Rabies is a deadly illness spread to humans through a bite, scratch or lick from an infected animal. Vaccination should be considered for travellers going to areas where rabies exists and who have a high risk of exposure (e.g., are children, have an occupational risk, or in close contact with animals, including free roaming dogs in communities).
Yellow Fever - Country Entry Requirements
Yellow fever is a disease caused by a flavivirus from the bite of an infected mosquito.
Travellers get vaccinated either because it is required to enter a country or because it is recommended for their protection.
- There is a risk of yellow fever in this country.
Country Entry Requirement*
- Proof of vaccination is not required to enter this country.
- Vaccination is recommended depending on your itinerary.
- There is currently a shortage of the yellow fever vaccine in Canada.

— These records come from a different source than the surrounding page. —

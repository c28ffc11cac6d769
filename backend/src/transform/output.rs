//! Output writer.
//!
//! The document is written to a temporary file next to the target and
//! renamed over it, so readers never see a half-written file. The file keeps
//! the permissions of the one it replaces; a new file gets the usual
//! umask-filtered mode.

use std::io::Write;
use std::path::Path;

use tempfile::Builder;

use crate::error::{OutputError, OutputResult};
use crate::models::CleanedData;

/// Pretty-printed JSON, two-space indent.
pub fn to_json(data: &CleanedData) -> OutputResult<String> {
    Ok(serde_json::to_string_pretty(data)?)
}

/// Write the document, replacing any existing file at `path`.
pub fn write_document(path: &Path, data: &CleanedData) -> OutputResult<()> {
    let json = to_json(data)?;
    let io_err = |source| OutputError::Io {
        path: path.to_path_buf(),
        source,
    };

    let dir = path
        .parent()
        .filter(|p| !p.as_os_str().is_empty())
        .unwrap_or_else(|| Path::new("."));

    let mut builder = Builder::new();
    #[cfg(unix)]
    {
        use std::os::unix::fs::PermissionsExt;
        builder.permissions(std::fs::Permissions::from_mode(0o666));
    }

    let mut file = builder.tempfile_in(dir).map_err(io_err)?;
    if let Ok(existing) = std::fs::metadata(path) {
        file.as_file()
            .set_permissions(existing.permissions())
            .map_err(io_err)?;
    }
    file.write_all(json.as_bytes()).map_err(io_err)?;
    file.as_file().sync_all().map_err(io_err)?;
    file.persist(path).map_err(|e| io_err(e.error))?;

    Ok(())
}
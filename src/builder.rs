//! Build orchestration: run the `build` block, then package if asked to

use crate::ast::Project;
use crate::error::Result;
use crate::packager::Packager;
use crate::shell::Shell;
use crate::types::BuildOptions;
use std::path::PathBuf;

#[derive(Debug, Clone, PartialEq, Eq)]
pub enum BuildOutcome {
    /// The build block ran; the descriptor did not ask for a binary
    CommandsOnly,
    /// A packaged binary was written to this path
    Packaged(PathBuf),
}

/// Run every `build` command in order, then package the source tree when
/// the block carries the bare `build` marker.
///
/// Failing build commands are logged and do not stop the build. Packaging
/// failures are fatal.
pub fn build_project(project: &Project, options: &BuildOptions) -> Result<BuildOutcome> {
    let shell = Shell::new(options.shell.as_deref());
    let layout = &options.layout;

    log::info!("Running {} build command(s)", project.build.len());
    let summary = shell.run_all(project.build.commands(), &layout.work_dir);
    if !summary.all_succeeded() {
        log::warn!(
            "{} of {} build command(s) failed",
            summary.failed,
            summary.executed
        );
    }

    if !project.build.has_build_marker {
        log::info!("No build marker in the build block, skipping packaging");
        return Ok(BuildOutcome::CommandsOnly);
    }

    let artifact = Packager::new(project, layout)
        .with_compiler(options.compiler.as_str())
        .package()?;

    Ok(BuildOutcome::Packaged(artifact))
}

It is important for travellers to contact a designated Yellow Fever Vaccination Centre well in advance of their trip to ensure that the vaccine is available.
- Discuss travel plans, activities, and destinations with a health care professional.

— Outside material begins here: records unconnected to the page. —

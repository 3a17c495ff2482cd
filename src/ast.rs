//! Project model produced by the descriptor parser

use crate::error::{LightPathError, Result};
use crate::types::*;
use std::fmt;

/// Directory a command runs in once packaged.
#[derive(Debug, Clone, PartialEq, Eq, Default)]
pub enum PathMode {
    /// Inside the extracted application directory
    #[default]
    Application,
    /// Any other value, conventionally `current` (the invoking directory)
    Other(String),
}

impl PathMode {
    pub fn from_value(value: &str) -> Self {
        if value == PATH_MODE_APPLICATION {
            Self::Application
        } else {
            Self::Other(value.to_string())
        }
    }

    pub fn is_application(&self) -> bool {
        matches!(self, Self::Application)
    }

    pub fn as_str(&self) -> &str {
        match self {
            Self::Application => PATH_MODE_APPLICATION,
            Self::Other(value) => value,
        }
    }
}

impl fmt::Display for PathMode {
    fn fmt(&self, f: &mut fmt::Formatter<'_>) -> fmt::Result {
        f.write_str(self.as_str())
    }
}

/// A shell command stamped with the block context in effect when it was declared.
#[derive(Debug, Clone, PartialEq, Eq)]
pub struct Command {
    text: String,
    build_version: u32,
    path_mode: PathMode,
}

impl Command {
    pub fn new(text: impl Into<String>, build_version: u32, path_mode: PathMode) -> Self {
        Self {
            text: text.into(),
            build_version,
            path_mode,
        }
    }

    pub fn text(&self) -> &str {
        &self.text
    }

    pub fn build_version(&self) -> u32 {
        self.build_version
    }

    pub fn path_mode(&self) -> &PathMode {
        &self.path_mode
    }
}

/// A named group of commands plus the block-level metadata seen while parsing it.
#[derive(Debug, Clone, PartialEq, Eq)]
pub struct FunctionBlock {
    commands: Vec<Command>,
    pub final_build_version: u32,
    pub final_path_mode: PathMode,
    pub has_build_marker: bool,
    pub required_tool_version: u32,
}

impl FunctionBlock {
    pub fn new() -> Self {
        Self {
            commands: Vec::new(),
            final_build_version: 1,
            final_path_mode: PathMode::Application,
            has_build_marker: false,
            required_tool_version: 1,
        }
    }

    /// Append a command, refusing to grow past `MAX_COMMANDS`.
    pub fn push_command(&mut self, command: Command) -> Result<()> {
        if self.commands.len() >= MAX_COMMANDS {
            return Err(LightPathError::limit_exceeded("commands per block", MAX_COMMANDS));
        }
        self.commands.push(command);
        Ok(())
    }

    pub fn commands(&self) -> &[Command] {
        &self.commands
    }

    pub fn len(&self) -> usize {
        self.commands.len()
    }

    pub fn is_empty(&self) -> bool {
        self.commands.is_empty()
    }
}

impl Default for FunctionBlock {
    fn default() -> Self {
        Self::new()
    }
}

#[derive(Debug, Clone, PartialEq, Eq)]
pub struct CustomFunction {
    pub name: String,
    pub block: FunctionBlock,
}

/// Everything a descriptor declares.
#[derive(Debug, Clone, Default, PartialEq, Eq)]
pub struct Project {
    pub build: FunctionBlock,
    pub main: FunctionBlock,
    custom: Vec<CustomFunction>,
}

impl Project {
    pub fn new() -> Self {
        Self::default()
    }

    /// Register a custom block, refusing to grow past `MAX_CUSTOM_FUNCTIONS`.
    pub fn add_custom(&mut self, name: impl Into<String>, block: FunctionBlock) -> Result<()> {
        if self.custom.len() >= MAX_CUSTOM_FUNCTIONS {
            return Err(LightPathError::limit_exceeded(
                "custom functions",
                MAX_CUSTOM_FUNCTIONS,
            ));
        }
        self.custom.push(CustomFunction {
            name: name.into(),
            block,
        });
        Ok(())
    }

    pub fn custom_functions(&self) -> &[CustomFunction] {
        &self.custom
    }

    pub fn is_custom_full(&self) -> bool {
        self.custom.len() >= MAX_CUSTOM_FUNCTIONS
    }

    /// First custom block declared under `name`. Later duplicates are never resolved.
    pub fn find_custom(&self, name: &str) -> Option<&FunctionBlock> {
        self.custom
            .iter()
            .find(|function| function.name == name)
            .map(|function| &function.block)
    }
}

- Protect yourself from mosquito bites.
About Yellow Fever
Yellow Fever Vaccination Centres in Canada
* It is important to note that country entry requirements may not reflect your risk of yellow fever at your destination. It is recommended that you contact the nearest diplomatic or consular office of the destination(s) you will be visiting to verify any additional entry requirements.
Food and Water-borne Diseases
Travellers to any destination in the world can develop travellers' diarrhea from consuming contaminated water or food.
In some areas in South America, food and water can also carry diseases like cholera, hepatitis A, schistosomiasis and typhoid. Practise safe food and water precautions while travelling in South America. Remember: Boil it, cook it, peel it, or leave it!
- Travellers' diarrhea is the most common illness affecting travellers. It is spread from eating or drinking contaminated food or water.
- Risk of developing travellers' diarrhea increases when travelling in regions with poor standards of hygiene and sanitation. Practise safe food and water precautions.
- The most important treatment for travellers' diarrhea is rehydration (drinking lots of fluids). Carry oral rehydration salts when travelling.
Typhoid is a bacterial infection spread by contaminated food or water. Risk is higher among children, travellers going to rural areas, travellers visiting friends and relatives or those travelling for a long period of time.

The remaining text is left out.